I was tired of translating, but the two men wouldn’t quit. I asked Lauryann to take over, but her Chinese was not sophisticated enough. Finally a doctor came. He told Old Frank that it was time to stop talking for the sake of his heart. Turning toward Lloyd, the doctor asked, “Who is this foreigner?”
Without a beat, Old Frank replied, “He’s my son-in-law!”
“I love our conversation!” Lloyd said, as we bade good-bye to Old Frank.
“To be continued!” Old Frank waved, smiling.
I invited my father to live with me after my mother died. I knew it would be a challenge for Lloyd. Americans were not used to the idea of three generations living under one roof. “If you love me, you will put up with my old man,” I said.
Before my father arrived, Lloyd replaced the old window in his room with a Milgard double-paned glass window and bought a digital flat-screen TV. After my old man moved in, Lloyd sprayed his room daily with air freshener. He also collected my father’s bed covers, sheets, pillowcases, and clothes to wash, and made his bed for him. My father asked me if Lloyd wanted him to leave, because in Chinese tradition that’s how you get rid of a guest. “More tea?” meant “Get out of my house!” in old China. I had to slow Lloyd down.

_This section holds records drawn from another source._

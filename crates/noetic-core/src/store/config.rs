//! Store configuration and read-only diagnostics.

use chrono::{DateTime, Utc};
use std::collections::HashMap;

/// Configuration accepted by [`super::AtomStore::new`].
///
/// All fields are defaulted; see spec §6.3 for the option table this
/// mirrors.
#[derive(Debug, Clone)]
pub struct StoreConfig {
    /// Upper bound on live atoms before eviction runs.
    pub max_size: usize,
    /// Toggles eviction entirely. When `false`, the store grows without bound.
    pub forgetting_enabled: bool,
}

impl Default for StoreConfig {
    fn default() -> Self {
        Self {
            max_size: 10_000,
            forgetting_enabled: true,
        }
    }
}

/// Read-only snapshot of store-wide counters, analogous to a memory-stats
/// view: cheap to compute, safe to hold past further mutation.
#[non_exhaustive]
#[derive(Debug, Clone, PartialEq)]
pub struct StoreStats {
    /// Total live atoms (nodes + links).
    pub atom_count: usize,
    /// Live atoms with an empty outgoing sequence.
    pub node_count: usize,
    /// Live atoms with a non-empty outgoing sequence.
    pub link_count: usize,
    /// Live atom count per type tag.
    pub type_counts: HashMap<String, usize>,
    /// Creation timestamp of the oldest live atom, if any.
    pub oldest_created_at: Option<DateTime<Utc>>,
    /// Creation timestamp of the newest live atom, if any.
    pub newest_created_at: Option<DateTime<Utc>>,
}
use noetic_core::{BankEvent, LoopConfig, LoopEvent, LoopState};
use noetic_e2e_tests::mocks::fixtures::TestDataFactory;
use std::time::Duration;

#[tokio::test(flavor = "multi_thread")]
async fn cycle_cap_and_maintenance_cadence() {
    let (store, bank, _orchestrator, cognitive_loop) = TestDataFactory::loop_rig(
        vec![],
        LoopConfig {
            cycle_interval: Duration::from_millis(10),
            max_cycles: Some(25),
            auto_decay: true,
            auto_normalize: false,
            decay_interval: 10,
            normalize_interval: u64::MAX,
        },
    );
    // decaySTI is a no-op on an all-zero store; give it something to decay
    // so each triggered call is observable as a `Decayed` bank event.
    let atom = TestDataFactory::bare_concept(&store, "kept-warm");
    bank.stimulate(atom, 100.0).unwrap();

    let mut loop_events = cognitive_loop.subscribe();
    let mut bank_events = bank.subscribe();
    cognitive_loop.start();

    let mut completed = 0u64;
    let mut reached_max = false;
    while let Ok(event) = tokio::time::timeout(Duration::from_secs(5), loop_events.recv())
        .await
        .expect("loop should not hang")
    {
        match event {
            LoopEvent::CycleComplete { .. } => completed += 1,
            LoopEvent::MaxCyclesReached { total_cycles } => {
                assert_eq!(total_cycles, 25);
                reached_max = true;
                break;
            }
            _ => {}
        }
    }

    assert_eq!(completed, 25, "exactly maxCycles cycle-complete events must fire");
    assert!(reached_max);
    assert_eq!(cognitive_loop.stats().state, LoopState::Stopped);

    let mut decayed_count = 0;
    while let Ok(event) = bank_events.try_recv() {
        if matches!(event, BankEvent::Decayed { .. }) {
            decayed_count += 1;
        }
    }
    assert_eq!(decayed_count, 2, "decaySTI must run on cycles 10 and 20 only");
}

#[tokio::test]
async fn run_single_cycle_applies_maintenance_immediately() {
    let (store, bank, _orchestrator, cognitive_loop) = TestDataFactory::loop_rig(
        vec![],
        LoopConfig {
            auto_decay: true,
            decay_interval: 1,
            ..LoopConfig::default()
        },
    );
    let atom = TestDataFactory::bare_concept(&store, "a");
    bank.stimulate(atom, 10.0).unwrap();

    let summary = cognitive_loop.run_single_cycle().await;
    assert_eq!(summary.cycle, 1);
    assert_eq!(cognitive_loop.stats().total_cycles, 1);
}
use noetic_core::{builtin_tags, AtomStore, AttentionBank, BankConfig, StoreConfig};
use noetic_e2e_tests::mocks::fixtures::TestDataFactory;
use std::sync::Arc;

#[test]
fn deduplication_merges_truth_values() {
    let store = AtomStore::default();
    let first = TestDataFactory::concept(&store, "cat", 0.8, 0.9);
    let second = TestDataFactory::concept(&store, "cat", 0.4, 0.5);

    assert_eq!(first, second, "duplicate (type, name, outgoing) must resolve to the same atom");
    assert_eq!(store.size(), 1);

    let view = store.get(first).unwrap();
    assert!((view.truth_value.strength() - 0.6).abs() < 1e-9);
    assert!((view.truth_value.confidence() - 0.9).abs() < 1e-9);
}

#[test]
fn incoming_set_maintenance_and_cascade_removal() {
    let store = AtomStore::default();
    let cat = TestDataFactory::bare_concept(&store, "cat");
    let animal = TestDataFactory::bare_concept(&store, "animal");
    let link = TestDataFactory::link(&store, builtin_tags::INHERITANCE, Some("l"), cat, animal, 0.5, 0.0);

    assert_eq!(store.get(cat).unwrap().incoming, vec![link]);
    assert_eq!(store.get(animal).unwrap().incoming, vec![link]);

    assert!(store.remove(link));
    assert!(store.get(cat).unwrap().incoming.is_empty());
    assert!(store.get(animal).unwrap().incoming.is_empty());
    assert!(store.get(cat).is_some());
    assert!(store.get(animal).is_some());
}

#[test]
fn eviction_respects_vlti_at_population_pressure() {
    let store = Arc::new(AtomStore::new(StoreConfig {
        max_size: 5,
        forgetting_enabled: true,
    }));
    let bank = AttentionBank::new(store.clone(), BankConfig::default());

    // Add and immediately stamp each atom's STI before adding the next, so
    // eviction (which can run on every `add` past maxSize) sees the same
    // population ordering the scenario describes.
    let mut handles = Vec::new();
    for sti in 0..10 {
        let handle = TestDataFactory::bare_concept(&store, &format!("n{sti}"));
        bank.stimulate(handle, sti as f64).unwrap();
        if sti == 0 {
            bank.set_vlti(handle, true).unwrap();
        }
        handles.push(handle);
    }

    assert_eq!(store.size(), 5, "eviction must bring the store back to maxSize");
    assert!(store.get(handles[0]).is_some(), "the VLTI-protected atom must survive");
    assert!(store.get(handles[9]).is_some(), "the highest-STI atom must survive");
}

My real reason for inviting my father to come to America was to give him a set of teeth. He hadn’t been able to eat solid food for years. Dr. Ronald Barbanell, my dentist, located in Downey, California, examined my father. He let me know my options. I was glad that my father’s jawbones were strong enough to hold the implants. Afterward, I sat down with Dr. Barbanell. I let him know my ambition to restore a full set of teeth for my father. I asked him if he could make the price for implants affordable for me and he did. For that I was grateful because I knew Dr. Barbanell was the best I could find in America. He had performed a successful full-mouth periodontal surgery on me three years before and saved my teeth. I told Dr. Barbanell that I must not let my father learn the true cost, “or he will refuse to come.” Dr. Barbanell said that he understood.